Elizabeth is Missing

Maud’s (Glenda Jackson) best friend Elizabeth (Maggie Steed) has disappeared, but as she tries to solve the mystery, dementia threatens to erase all the clues, giving the search a poignant urgency.

Poster

An intriguing premise that made me think a bit about Memento (2000). But ELIZABETH IS MISSING is nowhere near as deep and complex as that movie. ELIZABETH IS MISSING is charming and low key and doesn’t really reach the level of intensity or suspense that it needed to be to be a great movie. Glenda Jackson is brilliant as Maud, but the pace of the story is so slow that there are times I wished that it would just get on with it. It’s definitely not an action movie! There’s a genuine mystery in this story that is tracked through flashbacks that Maud experiences, triggered by events in the present.

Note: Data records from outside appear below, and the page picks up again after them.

use axum::extract::State;
use serde::{Deserialize, Serialize};

use crate::db::{AppState, queries};
use crate::error::{AppError, Result};
use crate::extractors::{Json, Path};
use crate::models::{CreatePaymentOrder, OrderStatus};
use crate::payments::PaymentLinkRequest;
use crate::retry::{with_retry, with_timeout};
use crate::util::normalize_email;

#[derive(Debug, Deserialize)]
#[serde(rename_all = "camelCase")]
pub struct CreatePaymentRequest {
    pub customer_email: String,
    pub package_code: String,
    /// Where the gateway sends the buyer after paying (defaults to {BASE_URL}/payments/return)
    #[serde(default, rename = "returnURL", alias = "returnUrl")]
    pub return_url: Option<String>,
    #[serde(default, rename = "cancelURL", alias = "cancelUrl")]
    pub cancel_url: Option<String>,
}

#[derive(Debug, Serialize)]
#[serde(rename_all = "camelCase")]
pub struct CreatePaymentResponse {
    pub order_code: i64,
    #[serde(rename = "paymentURL")]
    pub payment_url: String,
}

#[derive(Debug, Serialize)]
#[serde(rename_all = "camelCase")]
pub struct PaymentStatusResponse {
    pub order_code: i64,
    pub status: OrderStatus,
    #[serde(skip_serializing_if = "Option::is_none")]
    pub license_key: Option<String>,
}

fn validate_email(email: &str) -> Result<()> {
    match email.split_once('@') {
        Some((local, domain)) if !local.is_empty() && !domain.is_empty() => Ok(()),
        _ => Err(AppError::BadRequest("A valid customer email is required".into())),
    }
}

/// Open a pending order, then ask the gateway for a payment link.
///
/// The order is written before the gateway call so a webhook that beats the
/// response can still be correlated. If the gateway fails the order stays
/// `pending` with no payment link.
pub async fn create_payment(
    State(state): State<AppState>,
    Json(request): Json<CreatePaymentRequest>,
) -> Result<Json<CreatePaymentResponse>> {
    let limit = state.write_timeout;
    with_timeout("create_payment", limit, open_order_with_link(&state, request))
        .await
        .map(Json)
}

async fn open_order_with_link(
    state: &AppState,
    request: CreatePaymentRequest,
) -> Result<CreatePaymentResponse> {
    let customer_email = normalize_email(&request.customer_email);
    validate_email(&customer_email)?;

    let package = state
        .catalog
        .get(&request.package_code)
        .ok_or_else(|| AppError::UnknownPackage(request.package_code.clone()))?;

    let order = {
        let conn = state.db.get()?;
        queries::create_payment_order(
            &conn,
            &CreatePaymentOrder {
                customer_email: customer_email.clone(),
                package_code: package.code.clone(),
                amount: package.price,
            },
        )?
    };

    tracing::info!(
        order_code = order.order_code,
        package_code = %package.code,
        amount = order.amount,
        "Payment order opened"
    );

    let link_request = PaymentLinkRequest {
        order_code: order.order_code,
        amount: order.amount,
        description: PaymentLinkRequest::description_for(order.order_code),
        buyer_email: customer_email,
        item_name: package.name.clone(),
        return_url: request
            .return_url
            .unwrap_or_else(|| format!("{}/payments/return", state.base_url)),
        cancel_url: request
            .cancel_url
            .unwrap_or_else(|| format!("{}/payments/cancel", state.base_url)),
    };

    let gateway = state.gateway.as_ref();
    let link = with_retry("create_payment_link", state.retry, || {
        gateway.create_payment_link(&link_request)
    })
    .await
    .inspect_err(|e| {
        tracing::warn!(
            order_code = order.order_code,
            error = %e,
            "Payment link request failed, order left pending"
        );
    })?;

    let conn = state.db.get()?;
    queries::set_order_payment_link(&conn, order.order_code, &link.url, link.link_id.as_deref())?;

    Ok(CreatePaymentResponse {
        order_code: order.order_code,
        payment_url: link.url,
    })
}

/// Client-side status poll for an order.
pub async fn get_payment_status(
    State(state): State<AppState>,
    Path(order_code): Path<i64>,
) -> Result<Json<PaymentStatusResponse>> {
    let conn = state.db.get()?;

    let order = queries::get_payment_order(&conn, order_code)?
        .ok_or_else(|| AppError::NotFound("Order not found".into()))?;
    let license = queries::get_license_by_order_code(&conn, order_code)?;

    Ok(Json(PaymentStatusResponse {
        order_code,
        status: order.status,
        license_key: license.map(|l| l.license_key),
    }))
}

It’s categorisation as a thriller by some services is really pulling a long bow. It does, however, provoke some thinking about the frustration experienced by those suffering from dementia, the loss of identity, the reduction in agency, the ability to empathise with others, and the bias we may have toward not believing what they might be trying to tell us. It’s worth watching if only to increase our understanding of this horrendous disease.

Rating: 3.5 out of 5.

In Australia, you can watch “Elizabeth Is Missing” streaming on BINGE. In other countries, please check your local streaming services.